According to the present invention, an impure aqueous hydrogen peroxide solution to be purified is passed through each resin layer according to any one of the following (1) to (3), and is subjected to a contact treatment with each resin in each resin. Thereby, a high-quality aqueous hydrogen peroxide solution can be obtained.

(1) Cation exchange resin layer → halogen-containing porous resin layer → anion exchange resin layer (2) Halogen-containing porous resin layer → cation exchange resin layer → anion exchange resin layer (3) Halogen-containing porous resin layer → cation / Anion-mixed bed resin layer The purification method of the present invention is characterized in that an aqueous hydrogen peroxide solution is brought into contact with all three kinds of resins, a cation resin, an anion resin and a halogen-containing porous resin, and the order of the contact. doing. That is, the resin finally brought into contact is an anion exchange resin or an anion / cation mixed bed resin.

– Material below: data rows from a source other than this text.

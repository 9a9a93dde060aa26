//! Claims context attached to remote calls.

use serde::{Deserialize, Serialize};
use serde_json::{Map, Value};

use crate::error::{Error, Result};

/// Claims sent along with a remote call.
pub type Claims = Map<String, Value>;

/// Scope a claim is made for.
#[derive(Debug, Clone, Copy, PartialEq, Eq, Serialize, Deserialize)]
#[serde(rename_all = "camelCase")]
pub enum Scope {
    User,
    Group,
    GroupRole,
}

impl Scope {
    /// Wire representation of this scope.
    #[must_use]
    pub const fn as_str(self) -> &'static str {
        match self {
            Self::User => "user",
            Self::Group => "group",
            Self::GroupRole => "groupRole",
        }
    }
}

/// Database connection scope.
pub type ConnectionType = Scope;
/// Log collection scope.
pub type LogType = Scope;
/// Cache scope.
pub type CacheType = Scope;

/// The kind of claim requested from a context.
#[derive(Debug, Clone, Copy, PartialEq, Eq)]
pub enum ClaimKind {
    Db(ConnectionType),
    Log(LogType),
    Cache(CacheType),
}

impl ClaimKind {
    const fn key(self) -> &'static str {
        match self {
            Self::Db(_) => "connectionType",
            Self::Log(_) => "logType",
            Self::Cache(_) => "cacheType",
        }
    }

    const fn scope(self) -> Scope {
        match self {
            Self::Db(scope) | Self::Log(scope) | Self::Cache(scope) => scope,
        }
    }
}

/// Which claim scopes each context may request.
const CAPABILITIES: [(Scope, &[Scope]); 3] = [
    (Scope::User, &[Scope::User]),
    (Scope::Group, &[Scope::User, Scope::Group]),
    (Scope::GroupRole, &[Scope::User, Scope::Group, Scope::GroupRole]),
];

/// Identity a session acts as when calling other components.
#[derive(Debug, Clone, Default, PartialEq, Eq, Serialize, Deserialize)]
#[serde(tag = "as", rename_all = "camelCase")]
pub enum ClaimsContext {
    #[default]
    User,
    Group { group: String },
    GroupRole { group: String, role: String },
}

impl ClaimsContext {
    /// Act as a group.
    #[must_use]
    pub fn group(group: impl Into<String>) -> Self {
        Self::Group {
            group: group.into(),
        }
    }

    /// Act as a role within a group.
    #[must_use]
    pub fn group_role(group: impl Into<String>, role: impl Into<String>) -> Self {
        Self::GroupRole {
            group: group.into(),
            role: role.into(),
        }
    }

    /// The widest scope this context may claim.
    #[must_use]
    pub const fn scope(&self) -> Scope {
        match self {
            Self::User => Scope::User,
            Self::Group { .. } => Scope::Group,
            Self::GroupRole { .. } => Scope::GroupRole,
        }
    }

    /// Whether this context may make claims in `scope`.
    #[must_use]
    pub fn allows(&self, scope: Scope) -> bool {
        let own = self.scope();
        CAPABILITIES
            .iter()
            .find(|(context, _)| *context == own)
            .is_some_and(|(_, allowed)| allowed.contains(&scope))
    }

    /// Build the claims for `kind`.
    ///
    /// # Errors
    /// Returns [`Error::ClaimScope`] if the context may not claim that scope.
    pub fn claims(&self, kind: ClaimKind) -> Result<Claims> {
        self.claims_with(kind, Claims::new())
    }

    /// Build the claims for `kind` on top of `additional` claims.
    ///
    /// Scoping keys always win over entries in `additional`.
    ///
    /// # Errors
    /// Returns [`Error::ClaimScope`] if the context may not claim that scope.
    pub fn claims_with(&self, kind: ClaimKind, additional: Claims) -> Result<Claims> {
        if !self.allows(kind.scope()) {
            return Err(Error::ClaimScope {
                context: self.scope().as_str(),
                requested: format!("{}={}", kind.key(), kind.scope().as_str()),
            });
        }

        let mut claims = additional;
        claims.insert(kind.key().to_string(), kind.scope().as_str().into());
        match self {
            Self::User => {}
            Self::Group { group } => {
                claims.insert("asGroup".to_string(), group.clone().into());
            }
            Self::GroupRole { group, role } => {
                claims.insert("asGroup".to_string(), group.clone().into());
                claims.insert("asRole".to_string(), role.clone().into());
            }
        }
        Ok(claims)
    }

    /// Database claims in this context's own scope.
    ///
    /// # Errors
    /// Never fails for the context's own scope; kept fallible for symmetry.
    pub fn default_db_claims(&self) -> Result<Claims> {
        self.claims(ClaimKind::Db(self.scope()))
    }

    /// Log claims in this context's own scope.
    ///
    /// # Errors
    /// Never fails for the context's own scope; kept fallible for symmetry.
    pub fn default_log_claims(&self) -> Result<Claims> {
        self.claims(ClaimKind::Log(self.scope()))
    }

    /// Cache claims in this context's own scope.
    ///
    /// # Errors
    /// Never fails for the context's own scope; kept fallible for symmetry.
    pub fn default_cache_claims(&self) -> Result<Claims> {
        self.claims(ClaimKind::Cache(self.scope()))
    }
}
//! Database verbs and their remote implementation.

use std::sync::Arc;

use mdstudio_core::{
    AsyncValue, ClaimKind, ClaimsContext, ConnectionType, Document, Error, Result, RpcSurface,
};
use serde_json::{Value, json};

use crate::cursor::CursorId;

/// The fixed verb set exposed by the database component.
#[derive(Debug, Clone, Copy, PartialEq, Eq, Hash)]
pub enum DbVerb {
    More,
    Rewind,
    Count,
    InsertOne,
    InsertMany,
    ReplaceOne,
    UpdateOne,
    UpdateMany,
    FindOne,
    FindMany,
    FindOneAndUpdate,
    FindOneAndReplace,
    FindOneAndDelete,
    Distinct,
    Aggregate,
    DeleteOne,
    DeleteMany,
    CreateIndexes,
    DropAllIndexes,
    DropIndexes,
}

impl DbVerb {
    /// Endpoint name of this verb.
    #[must_use]
    pub const fn as_str(self) -> &'static str {
        match self {
            Self::More => "more",
            Self::Rewind => "rewind",
            Self::Count => "count",
            Self::InsertOne => "insert_one",
            Self::InsertMany => "insert_many",
            Self::ReplaceOne => "replace_one",
            Self::UpdateOne => "update_one",
            Self::UpdateMany => "update_many",
            Self::FindOne => "find_one",
            Self::FindMany => "find_many",
            Self::FindOneAndUpdate => "find_one_and_update",
            Self::FindOneAndReplace => "find_one_and_replace",
            Self::FindOneAndDelete => "find_one_and_delete",
            Self::Distinct => "distinct",
            Self::Aggregate => "aggregate",
            Self::DeleteOne => "delete_one",
            Self::DeleteMany => "delete_many",
            Self::CreateIndexes => "create_indexes",
            Self::DropAllIndexes => "drop_all_indexes",
            Self::DropIndexes => "drop_indexes",
        }
    }

    /// Fully qualified procedure this verb is served on.
    #[must_use]
    pub fn procedure(self) -> String {
        format!("mdstudio.db.endpoint.{}", self.as_str())
    }
}

/// Anything that can execute database verbs.
///
/// Every verb answers with an envelope document; see [`extract`] and
/// [`transform`] for unwrapping it.
pub trait Database: Send + Sync {
    /// Execute `verb` with the given request document.
    fn execute(&self, verb: DbVerb, request: Document) -> AsyncValue<Document>;

    /// Fetch the next page of a cursor: `{cursorId?, alive, results}`.
    fn more(&self, cursor_id: &CursorId) -> AsyncValue<Document> {
        self.execute(DbVerb::More, json!({ "cursorId": cursor_id }))
    }

    /// Reset a cursor to its first page: `{cursorId, alive, results}`.
    fn rewind(&self, cursor_id: &CursorId) -> AsyncValue<Document> {
        self.execute(DbVerb::Rewind, json!({ "cursorId": cursor_id }))
    }

    /// Count the documents behind a cursor: `{total}`.
    fn count_cursor(&self, cursor_id: &CursorId, with_limit_and_skip: bool) -> AsyncValue<Document> {
        self.execute(
            DbVerb::Count,
            json!({ "cursorId": cursor_id, "withLimitAndSkip": with_limit_and_skip }),
        )
    }
}

impl<D: Database + ?Sized> Database for Arc<D> {
    fn execute(&self, verb: DbVerb, request: Document) -> AsyncValue<Document> {
        (**self).execute(verb, request)
    }
}

/// Database reached through the component bus.
pub struct RemoteDatabase<R> {
    rpc: R,
    context: ClaimsContext,
    connection_type: ConnectionType,
}

impl<R: RpcSurface> RemoteDatabase<R> {
    /// Create a database client acting as `context`.
    ///
    /// The connection type defaults to the context's own scope.
    #[must_use]
    pub fn new(rpc: R, context: ClaimsContext) -> Self {
        let connection_type = context.scope();
        Self {
            rpc,
            context,
            connection_type,
        }
    }

    /// Use a narrower connection type than the context's own scope.
    #[must_use]
    pub const fn with_connection_type(mut self, connection_type: ConnectionType) -> Self {
        self.connection_type = connection_type;
        self
    }

    /// Claims context used for every call.
    #[must_use]
    pub const fn context(&self) -> &ClaimsContext {
        &self.context
    }
}

impl<R: RpcSurface> Database for RemoteDatabase<R> {
    fn execute(&self, verb: DbVerb, request: Document) -> AsyncValue<Document> {
        let claims = match self.context.claims(ClaimKind::Db(self.connection_type)) {
            Ok(claims) => claims,
            Err(e) => return AsyncValue::failed(e),
        };
        tracing::debug!(verb = verb.as_str(), "Calling database endpoint");
        self.rpc.call(&verb.procedure(), request, claims)
    }
}

/// Unwrap a single field of a verb envelope.
pub fn extract(envelope: AsyncValue<Document>, key: &str) -> AsyncValue<Document> {
    envelope.get(key)
}

/// Convert an envelope with `f`, passing `null` through as `None`.
pub fn transform<T, F>(envelope: AsyncValue<Document>, f: F) -> AsyncValue<Option<T>>
where
    T: Send + 'static,
    F: FnOnce(Document) -> Result<T> + Send + 'static,
{
    envelope.try_map(|document| match document {
        Value::Null => Ok(None),
        document => f(document).map(Some),
    })
}

/// Deserialize an envelope into `T`, mapping decode failures to
/// [`Error::MalformedResponse`].
pub fn decode<T>(document: Document) -> Result<T>
where
    T: serde::de::DeserializeOwned,
{
    serde_json::from_value(document).map_err(|e| Error::MalformedResponse(e.to_string()))
}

Thus, in the purification method of the present invention, the aqueous hydrogen peroxide solution may be passed through each resin layer according to any combination of the above (1) to (3). Accordingly, the object of the present invention can be achieved as long as any one of the above-mentioned (1) to (3) is maintained. It does not matter if additional ion exchange resin layers are combined. For example, a cation exchange resin contact treatment can be combined before the combination of (2) or (3).

In the purification method of the present invention, among the combinations of the above (1), (2) or (3), when there are many organic substances,
(2) is preferred in order to avoid contamination of the cation exchange resin with organic substances. When the concentration of each of the cation and anion is as low as 100 ppb or less, the method (3) is preferable because the number of columns is small and the impurities in the purified solution are small.

Hereinafter, the resin forming each resin layer and the contact conditions between the resin and the aqueous solution of hydrogen peroxide in each resin will be described in detail.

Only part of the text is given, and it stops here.